Writer, Martin McDonagh is not afraid to re-imagine the history of our favourite children’s author, dismantling the male dominated literary canon and examining colonialism (seriously), in a twisted rampage of his imagination. Whilst Hans is stealing Marjorie’s stories, the Belgians are about to steal the lives of ten million Congolese and with the power of time-travel, she is determined to stop them. Along the way, there are many laughs, mostly intended to offend (as many nationalities as possible) with Charles Dickens’ children, the most foul-mouthed of a pretty nasty lot.
Matthew Dunster has brought together an exceptional cast lead by Jim Broadbent as Danish fairy-tale master, Hans Christian Anderson and Johnetta Eula’Mae Ackles as Marjory (Hans refuses to call her by her African name - too hard to pronounce). American actress Johnetta Eula’Mae Ackles makes an extraordinary London debut as Hans’ prisoner and the author of his success.

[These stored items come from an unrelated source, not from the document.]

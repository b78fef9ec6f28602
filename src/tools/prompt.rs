// src/tools/prompt.rs

use crate::config::{AgentMode, Context};

/// Builds the text embedded in every tool description.
pub struct PromptGenerator;

impl PromptGenerator {
    /// Describes the session the tool runs in.
    pub fn context_snippet(context: &Context) -> String {
        let mut lines = vec!["Context:".to_string()];
        match context.account_id {
            Some(account) => lines.push(format!(
                "- Default account: {} (used when an account is not specified)",
                account
            )),
            None => lines.push(
                "- Default account: the operator account (used when an account is not specified)".to_string(),
            ),
        }
        match context.mode {
            AgentMode::Autonomous => {
                lines.push("- Mode: autonomous; transactions are signed and submitted".to_string())
            }
            AgentMode::ReturnBytes => lines.push(
                "- Mode: return bytes; transactions are returned unsigned for the user to sign".to_string(),
            ),
        }
        lines.join("\n")
    }

    pub fn account_parameter_description(param: &str, context: &Context) -> String {
        let fallback = match context.account_id {
            Some(account) => account.to_string(),
            None => "the operator account".to_string(),
        };
        format!(
            "{} (str, optional): Account ID or EVM address. If not provided, defaults to {}",
            param, fallback
        )
    }

    pub fn usage_instructions() -> &'static str {
        "Important:\n\
         - Only include optional parameters if the user explicitly provides them\n\
         - Do not invent values for optional parameters\n\
         - Amounts are in display units (e.g. 1.5 HBAR, not tinybars)"
    }

    /// Assembles a description: context, summary, parameter list and usage rules.
    pub fn tool_prompt(context: &Context, summary: &str, parameters: &[&str]) -> String {
        let mut out = String::new();
        out.push_str(&Self::context_snippet(context));
        out.push_str("\n\n");
        out.push_str(summary);
        if !parameters.is_empty() {
            out.push_str("\n\nParameters:\n");
            for p in parameters {
                out.push_str("- ");
                out.push_str(p);
                out.push('\n');
            }
        } else {
            out.push('\n');
        }
        out.push_str(Self::usage_instructions());
        out
    }
}

#[cfg(test)]
mod tests {
    use super::*;
    use crate::blockchain::models::AccountId;

    #[test]
    fn snippet_names_the_context_account() {
        let context = Context {
            mode: AgentMode::ReturnBytes,
            account_id: Some(AccountId::from_num(1001)),
            mirrornode_service: None,
        };
        let snippet = PromptGenerator::context_snippet(&context);
        assert!(snippet.contains("0.0.1001"));
        assert!(snippet.contains("return bytes"));
        assert!(PromptGenerator::account_parameter_description("sourceAccountId", &context).contains("0.0.1001"));
    }
}
// src/config.rs

use std::env;
use std::fmt;
use std::str::FromStr;
use std::sync::Arc;

use anyhow::{anyhow, Context as _, Result};
use secrecy::{ExposeSecret, SecretString};
use url::Url;

use crate::blockchain::client::RelayLedgerClient;
use crate::blockchain::models::{AccountId, ContractId, LedgerId, PublicKey};
use crate::blockchain::services::mirrornode::{HederaMirrorNodeClient, MirrorNodeService};

/// How built transactions leave the toolkit.
#[derive(Debug, Clone, Copy, PartialEq, Eq, Default)]
pub enum AgentMode {
    /// Sign and submit through the ledger client.
    #[default]
    Autonomous,
    /// Freeze and hand back unsigned bytes for out-of-band signing.
    ReturnBytes,
}

impl FromStr for AgentMode {
    type Err = anyhow::Error;

    fn from_str(s: &str) -> Result<Self> {
        match s.trim().to_lowercase().replace(['-', '_'], "").as_str() {
            "autonomous" => Ok(AgentMode::Autonomous),
            "returnbytes" => Ok(AgentMode::ReturnBytes),
            other => Err(anyhow!("unknown agent mode '{}'", other)),
        }
    }
}

impl fmt::Display for AgentMode {
    fn fmt(&self, f: &mut fmt::Formatter<'_>) -> fmt::Result {
        match self {
            AgentMode::Autonomous => f.write_str("autonomous"),
            AgentMode::ReturnBytes => f.write_str("returnBytes"),
        }
    }
}

/// Per-session settings handed to every tool call. Never mutated after construction.
#[derive(Clone, Default)]
pub struct Context {
    pub mode: AgentMode,
    pub account_id: Option<AccountId>,
    pub mirrornode_service: Option<Arc<dyn MirrorNodeService>>,
}

impl fmt::Debug for Context {
    fn fmt(&self, f: &mut fmt::Formatter<'_>) -> fmt::Result {
        f.debug_struct("Context")
            .field("mode", &self.mode)
            .field("account_id", &self.account_id)
            .field("mirrornode_service", &self.mirrornode_service.as_ref().map(|_| "override"))
            .finish()
    }
}

// All configuration, loaded once at startup from the environment (and .env).
#[derive(Debug)]
pub struct Config {
    // Server settings
    pub port: u16,
    pub mcp_mode: bool,

    // Network
    pub network: LedgerId,
    pub mirror_node_url: Option<Url>,

    // Agent behaviour
    pub agent_mode: AgentMode,
    pub account_id: Option<AccountId>,
    /// Allow-list of tool methods; `None` exposes every tool.
    pub tools: Option<Vec<String>>,

    // Operator and submission relay
    pub operator_account_id: Option<AccountId>,
    pub operator_public_key: Option<PublicKey>,
    pub ledger_relay_url: Option<Url>,
    pub ledger_relay_token: Option<SecretString>,

    // Token factory overrides
    pub erc20_factory_address: Option<ContractId>,
    pub erc721_factory_address: Option<ContractId>,
}

impl Default for Config {
    fn default() -> Self {
        Self {
            port: 8080,
            mcp_mode: false,
            network: LedgerId::Testnet,
            mirror_node_url: None,
            agent_mode: AgentMode::Autonomous,
            account_id: None,
            tools: None,
            operator_account_id: None,
            operator_public_key: None,
            ledger_relay_url: None,
            ledger_relay_token: None,
            erc20_factory_address: None,
            erc721_factory_address: None,
        }
    }
}

fn parse_opt<T, F>(get: &F, key: &str) -> Result<Option<T>>
where
    T: FromStr,
    T::Err: fmt::Display,
    F: Fn(&str) -> Option<String>,
{
    match get(key).filter(|v| !v.trim().is_empty()) {
        Some(raw) => raw
            .trim()
            .parse::<T>()
            .map(Some)
            .map_err(|e| anyhow!("{} is invalid: {}", key, e)),
        None => Ok(None),
    }
}

impl Config {
    /// Loads configuration from environment variables.
    pub fn from_env() -> Result<Self> {
        dotenvy::dotenv().ok();
        Self::from_source(|key| env::var(key).ok())
    }

    /// Builds a configuration from any key lookup.
    pub fn from_source<F>(get: F) -> Result<Self>
    where
        F: Fn(&str) -> Option<String>,
    {
        let port = get("PORT")
            .unwrap_or_else(|| "8080".to_string())
            .parse()
            .context("PORT must be a valid number")?;

        let network = parse_opt::<LedgerId, _>(&get, "HEDERA_NETWORK")?.unwrap_or(LedgerId::Testnet);
        let agent_mode = match get("AGENT_MODE") {
            Some(mode) if !mode.trim().is_empty() => mode.parse().context("AGENT_MODE is invalid")?,
            _ => AgentMode::Autonomous,
        };

        let tools = get("TOOLS").and_then(|list| {
            let methods: Vec<String> = list
                .split(',')
                .map(|m| m.trim().to_string())
                .filter(|m| !m.is_empty())
                .collect();
            (!methods.is_empty()).then_some(methods)
        });

        let ledger_relay_token = get("LEDGER_RELAY_TOKEN")
            .filter(|t| !t.is_empty())
            .map(SecretString::new);

        Ok(Config {
            port,
            mcp_mode: get("MCP_MODE").is_some(),
            network,
            mirror_node_url: parse_opt(&get, "MIRROR_NODE_URL")?,
            agent_mode,
            account_id: parse_opt(&get, "ACCOUNT_ID")?,
            tools,
            operator_account_id: parse_opt(&get, "OPERATOR_ACCOUNT_ID")?,
            operator_public_key: parse_opt(&get, "OPERATOR_PUBLIC_KEY")?,
            ledger_relay_url: parse_opt(&get, "LEDGER_RELAY_URL")?,
            ledger_relay_token,
            erc20_factory_address: parse_opt(&get, "ERC20_FACTORY_ADDRESS")?,
            erc721_factory_address: parse_opt(&get, "ERC721_FACTORY_ADDRESS")?,
        })
    }

    /// The immutable per-session context handed to every tool.
    pub fn context(&self) -> Context {
        let mirrornode_service = self.mirror_node_url.as_ref().map(|url| {
            Arc::new(HederaMirrorNodeClient::new(url.as_str())) as Arc<dyn MirrorNodeService>
        });
        Context {
            mode: self.agent_mode,
            account_id: self.account_id,
            mirrornode_service,
        }
    }

    pub fn ledger_client(&self) -> RelayLedgerClient {
        let client = RelayLedgerClient::new(self.network)
            .with_operator(self.operator_account_id, self.operator_public_key.clone());
        match &self.ledger_relay_url {
            Some(url) => {
                let token = self
                    .ledger_relay_token
                    .as_ref()
                    .map(|t| SecretString::new(t.expose_secret().clone()));
                client.with_relay(url.clone(), token)
            }
            None => client,
        }
    }
}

She hobbles painfully across the stage, bearing the weight of the world, but never falling into despair. Trapped in the present she may be, but the future will be hers. It’s a captivating, finely nuanced performance.
Jim Broadbent is a bumbling, vain savage of a man – who genuinely believes that he is a nice chap, winning the audience round with his jokes whilst parading acts of violence and oppression. One of his favourite games with his Marjorie is to offer her freedom from the box for the evening. In return, he is allowed to practice his favourite pastime, carpentry, reducing the size of her box by an inch each time.
Anna Fleischle’s stunning gothic attic hung with spooky marionettes is contrasted with Charles Dickens very English dining room, which rises from the floor to reveal his entire family in grand portrait style. Charles Dickens, a furious womaniser with an even more furious wife, played by Phil Daniels and Elizabeth Berrington, is driven insane by the ramblings of the Dane who suspects that he too has a ‘Marjorie’. Apparently Hans did spend five weeks with Dickens, a fact that McDonagh runs with as the entire scene is spent with Dickens family trying to get him to leave. Intent on pushing the comedy to an extreme, it did at times feel like a brilliant sketch, at the expense of developing the overall drama.
Though some elements mis-fire, there is much to recommend Martin McDonagh’s wild, unapologetic satire, which puts the current trend for gender swapping roles into the shade. For despite her imprisonment, sex, race and disability, Marjorie is a powerful, ingenious, warrior and author of the great mans success. It’s a great female role and Johnetta Eula’Mae Ackles is undoubtedly the star of this show. Let’s hope we see more of her in London.